One of the first things I had to do when moving to Japan back in 1999 was to go and get myself an official ‘hanko’. For all intents and purposes, the hanko is your official signature in Japan. The hanko stamp is made of the characters that make up your family name and you carry it around with a little block of red ink and stamp anything official. My written signature meant nothing, but my new stamp opened a bank account, registered me with the town office and got me my apartment. You cannot live in Japan without a hanko. But will things have to change…

Hanko stamps

It is even more important in business with official, contracts and financial transactions signed off with a stamp. With the recent spread of the coronavirus and remote ‘teleworking’ encouraged to limit the spread, this potentially throws up problems for business and use of the official seal.

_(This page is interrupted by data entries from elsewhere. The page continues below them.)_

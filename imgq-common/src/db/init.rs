//! Database initialization
//!
//! Opens (creating if needed) the SQLite database and creates every table,
//! index and view idempotently.

use crate::Result;
use sqlx::sqlite::{SqliteConnectOptions, SqliteJournalMode, SqlitePoolOptions};
use sqlx::SqlitePool;
use std::path::Path;
use std::time::Duration;
use tracing::info;

/// How long a connection waits on the writer lock before SQLITE_BUSY
pub const BUSY_TIMEOUT_MS: u64 = 5000;

/// Initialize database connection and create tables if needed
pub async fn init_database(db_path: &Path) -> Result<SqlitePool> {
    let newly_created = !db_path.exists();

    // Create parent directory if it doesn't exist
    if let Some(parent) = db_path.parent() {
        if !parent.as_os_str().is_empty() {
            std::fs::create_dir_all(parent)?;
        }
    }

    // Pragmas go on the connect options so every pooled connection gets them
    let options = SqliteConnectOptions::new()
        .filename(db_path)
        .create_if_missing(true)
        .foreign_keys(true)
        .journal_mode(SqliteJournalMode::Wal)
        .busy_timeout(Duration::from_millis(BUSY_TIMEOUT_MS));

    let pool = SqlitePoolOptions::new()
        .max_connections(10)
        .connect_with(options)
        .await?;

    if newly_created {
        info!("Initialized new database: {}", db_path.display());
    } else {
        info!("Opened existing database: {}", db_path.display());
    }

    create_schema(&pool).await?;

    Ok(pool)
}

/// Create all tables, indexes and views (idempotent)
pub async fn create_schema(pool: &SqlitePool) -> Result<()> {
    create_users_table(pool).await?;
    create_images_table(pool).await?;
    create_assignments_table(pool).await?;
    create_annotations_table(pool).await?;
    create_live_annotations_view(pool).await?;
    Ok(())
}

async fn create_users_table(pool: &SqlitePool) -> Result<()> {
    sqlx::query(
        r#"
        CREATE TABLE IF NOT EXISTS users (
            id TEXT PRIMARY KEY,
            username TEXT NOT NULL UNIQUE,
            password_hash TEXT NOT NULL,
            password_salt TEXT NOT NULL,
            role TEXT NOT NULL DEFAULT 'annotator' CHECK (role IN ('annotator', 'admin')),
            created_at TEXT NOT NULL
        )
        "#,
    )
    .execute(pool)
    .await?;

    Ok(())
}

/// Create the images table
///
/// `original_meta` holds the opaque seed metadata as JSON text.
async fn create_images_table(pool: &SqlitePool) -> Result<()> {
    sqlx::query(
        r#"
        CREATE TABLE IF NOT EXISTS images (
            id TEXT PRIMARY KEY,
            source TEXT NOT NULL,
            image_path TEXT NOT NULL,
            image_url TEXT,
            original_meta TEXT NOT NULL DEFAULT '{}',
            annotation_count INTEGER NOT NULL DEFAULT 0 CHECK (annotation_count >= 0),
            created_at TEXT NOT NULL
        )
        "#,
    )
    .execute(pool)
    .await?;

    Ok(())
}

/// Create the assignments table
///
/// Unique on (user_id, image_id), and additionally on image_id alone: an
/// image sits in at most one user's queue.
async fn create_assignments_table(pool: &SqlitePool) -> Result<()> {
    sqlx::query(
        r#"
        CREATE TABLE IF NOT EXISTS assignments (
            id TEXT PRIMARY KEY,
            user_id TEXT NOT NULL REFERENCES users(id),
            image_id TEXT NOT NULL REFERENCES images(id),
            status TEXT NOT NULL DEFAULT 'pending' CHECK (status IN ('pending', 'completed')),
            assigned_at TEXT NOT NULL,
            completed_at TEXT,
            UNIQUE (user_id, image_id)
        )
        "#,
    )
    .execute(pool)
    .await?;

    sqlx::query("CREATE UNIQUE INDEX IF NOT EXISTS idx_assignments_image ON assignments(image_id)")
        .execute(pool)
        .await?;
    sqlx::query(
        "CREATE INDEX IF NOT EXISTS idx_assignments_user_status ON assignments(user_id, status, assigned_at)",
    )
    .execute(pool)
    .await?;

    Ok(())
}

async fn create_annotations_table(pool: &SqlitePool) -> Result<()> {
    sqlx::query(
        r#"
        CREATE TABLE IF NOT EXISTS annotations (
            id TEXT PRIMARY KEY,
            image_id TEXT NOT NULL REFERENCES images(id),
            user_id TEXT NOT NULL REFERENCES users(id),
            assignment_id TEXT REFERENCES assignments(id),
            question TEXT,
            answer TEXT,
            is_approved INTEGER,
            is_reported INTEGER NOT NULL DEFAULT 0,
            pass_number INTEGER NOT NULL DEFAULT 1 CHECK (pass_number >= 1),
            annotated_at TEXT NOT NULL
        )
        "#,
    )
    .execute(pool)
    .await?;

    sqlx::query("CREATE INDEX IF NOT EXISTS idx_annotations_image ON annotations(image_id)")
        .execute(pool)
        .await?;
    sqlx::query("CREATE INDEX IF NOT EXISTS idx_annotations_assignment ON annotations(assignment_id)")
        .execute(pool)
        .await?;
    sqlx::query("CREATE INDEX IF NOT EXISTS idx_annotations_user ON annotations(user_id)")
        .execute(pool)
        .await?;

    Ok(())
}

/// Create the live_annotations view
///
/// One row per assignment (or per image when unassigned): the latest by
/// `annotated_at`, ties broken by insertion order. `seq` exposes the rowid
/// for stable ordering by callers.
async fn create_live_annotations_view(pool: &SqlitePool) -> Result<()> {
    sqlx::query(
        r#"
        CREATE VIEW IF NOT EXISTS live_annotations AS
        SELECT a.*, a.rowid AS seq
        FROM annotations a
        WHERE NOT EXISTS (
            SELECT 1 FROM annotations b
            WHERE COALESCE(b.assignment_id, 'image:' || b.image_id)
                = COALESCE(a.assignment_id, 'image:' || a.image_id)
              AND (b.annotated_at > a.annotated_at
                   OR (b.annotated_at = a.annotated_at AND b.rowid > a.rowid))
        )
        "#,
    )
    .execute(pool)
    .await?;

    Ok(())
}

The hanko has a history that goes back a thousand years. Originally imported from China and formalized by the Japanese government in the early 19th century, when they required everyone to register with their hanko, they are still used on a daily basis by business and individuals. Company processes are often reliant on the hanko and an official physical seal needed to sign off documentation, contracts or even to acknowledge that certain people have seen a document. Nothing has happened until it has the hanko stamp and this is the case especially so in the public sector.

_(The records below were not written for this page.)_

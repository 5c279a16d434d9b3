//! Shared fixtures for imgq-server integration tests

#![allow(dead_code)]

use axum::body::Body;
use axum::http::{header, Request};
use base64::{engine::general_purpose::STANDARD, Engine as _};
use imgq_common::db::init_database;
use imgq_common::{Identity, Mode, Role};
use imgq_server::services::{AccessGate, ImageCatalog};
use imgq_server::AppState;
use serde_json::{json, Value};
use sqlx::SqlitePool;
use std::path::PathBuf;
use tempfile::TempDir;

pub const PASSWORD: &str = "correct horse";

/// File-backed database in a temp folder (kept alive by the returned guard)
pub async fn create_test_db() -> (TempDir, SqlitePool) {
    let temp_dir = TempDir::new().unwrap();
    let pool = init_database(&temp_dir.path().join("imgq.db")).await.unwrap();
    (temp_dir, pool)
}

/// Seed document with `count` local images
pub fn seed_doc(count: usize) -> Value {
    let images: Vec<Value> = (0..count)
        .map(|i| json!({"image_path": format!("img_{}.jpg", i), "caption": format!("caption {}", i)}))
        .collect();
    json!({"flickr_url": "https://flickr.example/album", "images": images})
}

pub async fn seed_images(pool: &SqlitePool, count: usize) {
    let loaded = ImageCatalog::new(pool.clone())
        .load(&seed_doc(count))
        .await
        .unwrap();
    assert_eq!(loaded, count);
}

pub async fn create_user(pool: &SqlitePool, username: &str, role: Role) -> Identity {
    let user = AccessGate::new(pool.clone())
        .create_user(username, PASSWORD, role)
        .await
        .unwrap();
    Identity {
        user_id: user.id,
        username: user.username,
        role: user.role,
    }
}

pub fn test_state(pool: SqlitePool, mode: Mode) -> AppState {
    AppState::new(pool, mode, PathBuf::from("."), 50)
}

/// `Authorization` header value for a test user
pub fn basic_auth(username: &str) -> String {
    format!("Basic {}", STANDARD.encode(format!("{}:{}", username, PASSWORD)))
}

pub fn get_as(uri: &str, username: &str) -> Request<Body> {
    Request::builder()
        .uri(uri)
        .header(header::AUTHORIZATION, basic_auth(username))
        .body(Body::empty())
        .unwrap()
}

pub fn post_json_as(uri: &str, username: &str, body: Value) -> Request<Body> {
    Request::builder()
        .method("POST")
        .uri(uri)
        .header(header::AUTHORIZATION, basic_auth(username))
        .header(header::CONTENT_TYPE, "application/json")
        .body(Body::from(body.to_string()))
        .unwrap()
}

pub async fn body_json(response: axum::response::Response) -> Value {
    use http_body_util::BodyExt;
    let bytes = response.into_body().collect().await.unwrap().to_bytes();
    serde_json::from_slice(&bytes).unwrap()
}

Although there has been some change over more recent years with the digitization of the hanko, it is still the case that the majority of company employees will have to venture into their offices to give the official stamp on contracts and documentation. Despite being one of the most technologically advanced nations in the world and having the capabilities for home ‘teleworking’ the simple hanko stamp is proving to be a bit of an obstacle.

The governments plan to reduce social interaction by 80% in order to stem the spread of the virus is being thwarted by the tradition of the official hanko, as well as the ‘must work’ attitude than many Japanese have.

Having declared a state of emergency, Prime Minister Abe has called for work practices and the use of the hanko to be reviewed quickly in order to stamp out the spread of coronavirus. The virus could mean the end of this ancient practice as we know it, or perhaps its use is so entrenched in certain sectors that this could be a case of too much change needed to soon. We shall see if the recommendations get the hanko stamp of approval.